◆ TRY IT:
Go through the records line by line and work out how many lines hold the word "other". Answer with the number only.

Saved data entries:
-- Opening Marker --

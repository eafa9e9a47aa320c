//! Key-value persistence
//!
//! Small JSON blobs by string key, last-write-wins per key. The SQLite store
//! is durable across restarts; the memory store backs tests and dry runs.

use async_trait::async_trait;
use muxbot_common::{Error, Result};
use serde_json::Value;
use sqlx::SqlitePool;
use std::collections::HashMap;
use tokio::sync::RwLock;

/// Durable JSON key-value store
#[async_trait]
pub trait KeyValueStore: Send + Sync {
    /// Stored value, or None if the key was never set (or was removed)
    async fn get(&self, key: &str) -> Result<Option<Value>>;

    /// Overwrite the value stored under `key`
    async fn set(&self, key: &str, value: &Value) -> Result<()>;

    /// Delete `key`; removing a missing key is not an error
    async fn remove(&self, key: &str) -> Result<()>;
}

/// SQLite-backed store using the `kv_store` table
#[derive(Clone)]
pub struct SqliteStore {
    db: SqlitePool,
}

impl SqliteStore {
    pub fn new(db: SqlitePool) -> Self {
        Self { db }
    }
}

#[async_trait]
impl KeyValueStore for SqliteStore {
    async fn get(&self, key: &str) -> Result<Option<Value>> {
        let row: Option<(String,)> = sqlx::query_as("SELECT value FROM kv_store WHERE key = ?")
            .bind(key)
            .fetch_optional(&self.db)
            .await
            .map_err(Error::Database)?;

        match row {
            Some((text,)) => Ok(Some(serde_json::from_str(&text)?)),
            None => Ok(None),
        }
    }

    async fn set(&self, key: &str, value: &Value) -> Result<()> {
        let text = serde_json::to_string(value)?;
        sqlx::query(
            r#"
            INSERT INTO kv_store (key, value, updated_at) VALUES (?, ?, ?)
            ON CONFLICT(key) DO UPDATE SET value = excluded.value, updated_at = excluded.updated_at
            "#,
        )
        .bind(key)
        .bind(text)
        .bind(muxbot_common::time::now().to_rfc3339())
        .execute(&self.db)
        .await
        .map_err(Error::Database)?;
        Ok(())
    }

    async fn remove(&self, key: &str) -> Result<()> {
        sqlx::query("DELETE FROM kv_store WHERE key = ?")
            .bind(key)
            .execute(&self.db)
            .await
            .map_err(Error::Database)?;
        Ok(())
    }
}

/// Process-local store
#[derive(Default)]
pub struct MemoryStore {
    entries: RwLock<HashMap<String, Value>>,
}

impl MemoryStore {
    pub fn new() -> Self {
        Self::default()
    }
}

#[async_trait]
impl KeyValueStore for MemoryStore {
    async fn get(&self, key: &str) -> Result<Option<Value>> {
        Ok(self.entries.read().await.get(key).cloned())
    }

    async fn set(&self, key: &str, value: &Value) -> Result<()> {
        self.entries.write().await.insert(key.to_string(), value.clone());
        Ok(())
    }

    async fn remove(&self, key: &str) -> Result<()> {
        self.entries.write().await.remove(key);
        Ok(())
    }
}
//! Destination cell catalog
//!
//! Declarative mapping from record fields to spreadsheet cells. Each rule
//! lists candidate source fields in priority order; the first one with a
//! non-empty normalized value wins.

use super::Record;
use chrono::{DateTime, NaiveDateTime, Utc};
use serde::Serialize;
use serde_json::{Map, Number, Value};
use std::collections::BTreeMap;

/// Destination cell letter → value
pub type CellMap = BTreeMap<String, Value>;

/// Output format for normalized kick-off dates
const SHEET_DATE_FORMAT: &str = "%Y-%m-%d %H:%M:%S";

#[derive(Debug, Clone, Copy)]
enum CellSource {
    /// First non-empty of these fields
    Fields(&'static [&'static str]),
    Constant(&'static str),
    /// Hours as a float; decimal comma accepted
    Duration(&'static [&'static str]),
}

#[derive(Debug, Clone, Copy)]
struct CellRule {
    cell: &'static str,
    source: CellSource,
    /// Value is a kick-off date (normalized on the fill-if-empty path)
    date: bool,
}

const fn fields(cell: &'static str, names: &'static [&'static str]) -> CellRule {
    CellRule {
        cell,
        source: CellSource::Fields(names),
        date: false,
    }
}

const fn date(cell: &'static str, names: &'static [&'static str]) -> CellRule {
    CellRule {
        cell,
        source: CellSource::Fields(names),
        date: true,
    }
}

const fn constant(cell: &'static str, value: &'static str) -> CellRule {
    CellRule {
        cell,
        source: CellSource::Constant(value),
        date: false,
    }
}

const DURATION_FIELDS: &[&str] = &["Aprox Duration (h)", "Apox Duration (h)"];

/// Cells of the bundle write and its fill-if-empty follow-up
const BUNDLE_CELLS: &[CellRule] = &[
    fields("H", &["Event Category", "Channel"]),
    fields("I", &["Country Available"]),
    fields("J", &["Season"]),
    fields("K", &["Phase ENG"]),
    fields("L", &["Type of Event"]),
    date("M_ARG", &["ARG | Kick-off", "ARG | K.O TIME VIEW", "ARG | START TIME VIEW"]),
    date("M_CHI", &["CHI | Kick-off", "CHI | START K.O VIEW", "CHI | START TIME VIEW"]),
    CellRule {
        cell: "N",
        source: CellSource::Duration(DURATION_FIELDS),
        date: false,
    },
    constant("T", "Available"),
    constant("U", "Available"),
    fields("V", &["Syndication", "PVC Synd Channel"]),
    fields("W", &["Timeline Markers", "TLM"]),
    fields("X", &["Dynamic Ad Insertion", "DAI?"]),
];

/// Cells of the one-time H/I/J/K fill
const INITIAL_FILL_CELLS: &[CellRule] = &[
    fields("H", &["Channel"]),
    fields("I", &["Country Available"]),
    fields("J", &["Season"]),
    fields("K", &["Phase ENG"]),
];

/// Enrichment fields cached on a session once records arrive
#[derive(Debug, Clone, Default, PartialEq, Serialize)]
pub struct EnrichmentData {
    /// `Title ENG` of every record joined with `" | "`
    pub display_name: String,
    pub record_count: usize,
    /// Fields of the first record; source of every destination cell
    pub primary: Map<String, Value>,
}

impl EnrichmentData {
    /// None when no record matched
    pub fn from_records(records: &[Record]) -> Option<Self> {
        let primary = records.first()?;
        Some(Self {
            display_name: display_name(records),
            record_count: records.len(),
            primary: primary.fields.clone(),
        })
    }

    pub fn bundle_cells(&self) -> CellMap {
        build_cells(&self.primary, BUNDLE_CELLS, false)
    }

    /// Bundle cells with kick-off dates normalized
    pub fn backfill_cells(&self) -> CellMap {
        build_cells(&self.primary, BUNDLE_CELLS, true)
    }

    pub fn initial_fill_cells(&self) -> CellMap {
        build_cells(&self.primary, INITIAL_FILL_CELLS, false)
    }
}

fn build_cells(fields: &Map<String, Value>, rules: &[CellRule], normalize_dates: bool) -> CellMap {
    rules
        .iter()
        .map(|rule| {
            let value = match rule.source {
                CellSource::Fields(names) => {
                    let text = first_non_empty(fields, names);
                    if rule.date && normalize_dates {
                        Value::String(normalize_date(&text))
                    } else {
                        Value::String(text)
                    }
                }
                CellSource::Constant(text) => Value::String(text.to_string()),
                CellSource::Duration(names) => duration_hours(fields, names),
            };
            (rule.cell.to_string(), value)
        })
        .collect()
}

fn first_non_empty(fields: &Map<String, Value>, names: &[&str]) -> String {
    names
        .iter()
        .filter_map(|name| fields.get(*name))
        .map(normalize_field_value)
        .find(|text| !text.is_empty())
        .unwrap_or_default()
}

/// Render any field value as sheet text
///
/// null → "", scalar arrays → joined with ", ", other arrays and objects →
/// compact JSON, scalars → their string form.
pub fn normalize_field_value(value: &Value) -> String {
    match value {
        Value::Null => String::new(),
        Value::String(s) => s.clone(),
        Value::Bool(b) => b.to_string(),
        Value::Number(n) => n.to_string(),
        Value::Array(items) => {
            let scalars = items
                .iter()
                .all(|item| !matches!(item, Value::Array(_) | Value::Object(_)));
            if scalars {
                items
                    .iter()
                    .map(normalize_field_value)
                    .collect::<Vec<_>>()
                    .join(", ")
            } else {
                value.to_string()
            }
        }
        Value::Object(_) => value.to_string(),
    }
}

/// Duration in hours; "" when missing, zero or unparseable
fn duration_hours(fields: &Map<String, Value>, names: &[&str]) -> Value {
    let raw = names
        .iter()
        .filter_map(|name| fields.get(*name))
        .find(|value| !value.is_null());

    match raw {
        Some(Value::Number(n)) => Value::Number(n.clone()),
        Some(other) => normalize_field_value(other)
            .trim()
            .replacen(',', ".", 1)
            .parse::<f64>()
            .ok()
            .filter(|hours| *hours != 0.0)
            .and_then(Number::from_f64)
            .map(Value::Number)
            .unwrap_or_else(|| Value::String(String::new())),
        None => Value::String(String::new()),
    }
}

/// Normalize a kick-off date to `yyyy-MM-dd HH:mm:ss`
///
/// Accepts RFC 3339 (converted to UTC), `"ARG - dd/MM/yyyy - HH:mm"` and
/// `"yyyy/MM/dd - HH:mm"` (both taken as wall-clock time). Anything else is
/// returned unchanged.
pub fn normalize_date(raw: &str) -> String {
    let text = raw.trim();
    if text.is_empty() {
        return String::new();
    }

    if let Ok(parsed) = DateTime::parse_from_rfc3339(text) {
        return parsed.with_timezone(&Utc).format(SHEET_DATE_FORMAT).to_string();
    }

    if let Some(rest) = strip_country_prefix(text) {
        if let Ok(parsed) = NaiveDateTime::parse_from_str(rest, "%d/%m/%Y - %H:%M") {
            return parsed.format(SHEET_DATE_FORMAT).to_string();
        }
    }

    if let Ok(parsed) = NaiveDateTime::parse_from_str(text, "%Y/%m/%d - %H:%M") {
        return parsed.format(SHEET_DATE_FORMAT).to_string();
    }

    raw.to_string()
}

/// `"ARG - 16/09/2025 - 21:54"` → `"16/09/2025 - 21:54"`
fn strip_country_prefix(text: &str) -> Option<&str> {
    let (code, rest) = text.split_once(" - ")?;
    (code.len() == 3 && code.chars().all(|c| c.is_ascii_uppercase())).then_some(rest)
}

/// Combined event name: non-empty `Title ENG` values joined with `" | "`
pub fn display_name(records: &[Record]) -> String {
    records
        .iter()
        .filter_map(|record| record.fields.get("Title ENG"))
        .map(normalize_field_value)
        .filter(|title| !title.is_empty())
        .collect::<Vec<_>>()
        .join(" | ")
}
//! Remote table gateway
//!
//! The spreadsheet is reachable only through a webhook relay. Every call
//! resolves to a [`GatewayResponse`]; transport failures, non-2xx statuses
//! and non-JSON bodies all degrade to `ok: false` instead of erroring.

pub mod memory;
pub mod relay;
pub mod sheet;

pub use memory::MemorySheet;
pub use relay::RelayGateway;
pub use sheet::{PeakRow, SheetAction, SheetClient};

use async_trait::async_trait;
use serde_json::{json, Map, Value};

/// Max characters of a raw body kept in a degraded response
pub const RAW_BODY_LIMIT: usize = 300;

/// Error tag for a body that was not valid JSON
pub const INVALID_JSON: &str = "invalid_json_response";

/// Relayed GET/POST to the spreadsheet webhook
#[async_trait]
pub trait TableGateway: Send + Sync {
    async fn post(&self, url: &str, payload: &Value) -> GatewayResponse;
    async fn get(&self, url: &str) -> GatewayResponse;
}

/// Parsed webhook response
///
/// `ok` mirrors the body's own `ok` flag; the full body is kept so callers
/// can read action-specific fields such as `peak` or `row`.
#[derive(Debug, Clone, PartialEq)]
pub struct GatewayResponse {
    pub ok: bool,
    pub body: Value,
}

impl GatewayResponse {
    /// Wrap a JSON body returned by the webhook
    pub fn from_json(body: Value) -> Self {
        let ok = body.get("ok").and_then(Value::as_bool).unwrap_or(false);
        Self { ok, body }
    }

    /// Successful response with no payload
    pub fn success() -> Self {
        Self::from_json(json!({ "ok": true }))
    }

    /// Degraded response for a transport or protocol failure
    pub fn failure(error: impl Into<String>) -> Self {
        Self {
            ok: false,
            body: json!({ "ok": false, "error": error.into() }),
        }
    }

    /// Degraded response for a non-2xx status
    pub fn http_status(status: u16, raw_body: &str) -> Self {
        Self {
            ok: false,
            body: json!({
                "ok": false,
                "status": status,
                "error": format!("HTTP {}", status),
                "body": truncate(raw_body, RAW_BODY_LIMIT),
            }),
        }
    }

    /// Degraded response for a body that did not parse as JSON
    pub fn invalid_json(raw_body: &str) -> Self {
        Self {
            ok: false,
            body: json!({
                "ok": false,
                "error": INVALID_JSON,
                "body": truncate(raw_body, RAW_BODY_LIMIT),
            }),
        }
    }

    /// Parse a raw body, falling back to the raw-text wrapper
    pub fn from_body_text(text: &str) -> Self {
        match serde_json::from_str::<Value>(text) {
            Ok(body) if body.is_object() => Self::from_json(body),
            _ => Self::invalid_json(text),
        }
    }

    /// Error string reported by the webhook or the relay
    pub fn error(&self) -> Option<&str> {
        self.body.get("error").and_then(Value::as_str)
    }

    /// Non-negative integer field, accepting numbers or numeric strings
    pub fn u64_field(&self, key: &str) -> Option<u64> {
        match self.body.get(key)? {
            Value::Number(n) => n
                .as_u64()
                .or_else(|| n.as_f64().filter(|f| f.is_finite() && *f >= 0.0).map(|f| f as u64)),
            Value::String(s) => s
                .trim()
                .parse::<f64>()
                .ok()
                .filter(|f| f.is_finite() && *f >= 0.0)
                .map(|f| f as u64),
            _ => None,
        }
    }

    /// Object field, e.g. the `row` of a full-row fetch
    pub fn object_field(&self, key: &str) -> Option<&Map<String, Value>> {
        self.body.get(key).and_then(Value::as_object)
    }
}

/// Truncate to at most `limit` characters on a char boundary
fn truncate(text: &str, limit: usize) -> String {
    text.chars().take(limit).collect()
}

#[cfg(test)]
mod tests {
    use super::*;

    #[test]
    fn test_ok_mirrors_body_flag() {
        assert!(GatewayResponse::from_json(json!({"ok": true, "peak": 5})).ok);
        assert!(!GatewayResponse::from_json(json!({"ok": false})).ok);
        assert!(!GatewayResponse::from_json(json!({"peak": 5})).ok);
    }

    #[test]
    fn test_non_json_body_is_wrapped() {
        let html = format!("<html>{}</html>", "x".repeat(1000));
        let resp = GatewayResponse::from_body_text(&html);

        assert!(!resp.ok);
        assert_eq!(resp.error(), Some(INVALID_JSON));
        assert_eq!(resp.body["body"].as_str().unwrap().chars().count(), RAW_BODY_LIMIT);
    }

    #[test]
    fn test_json_scalar_body_is_treated_as_malformed() {
        let resp = GatewayResponse::from_body_text("42");
        assert!(!resp.ok);
        assert_eq!(resp.error(), Some(INVALID_JSON));
    }

    #[test]
    fn test_http_status_failure() {
        let resp = GatewayResponse::http_status(502, "Bad gateway");
        assert!(!resp.ok);
        assert_eq!(resp.body["status"], 502);
        assert_eq!(resp.error(), Some("HTTP 502"));
    }

    #[test]
    fn test_u64_field_accepts_numeric_forms() {
        let resp = GatewayResponse::from_json(json!({
            "ok": true,
            "a": 120,
            "b": "340",
            "c": 12.7,
            "d": null,
            "e": "n/a",
            "f": -3,
        }));

        assert_eq!(resp.u64_field("a"), Some(120));
        assert_eq!(resp.u64_field("b"), Some(340));
        assert_eq!(resp.u64_field("c"), Some(12));
        assert_eq!(resp.u64_field("d"), None);
        assert_eq!(resp.u64_field("e"), None);
        assert_eq!(resp.u64_field("f"), None);
        assert_eq!(resp.u64_field("missing"), None);
    }
}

-- Closing Marker --

◆ ANSWER:
2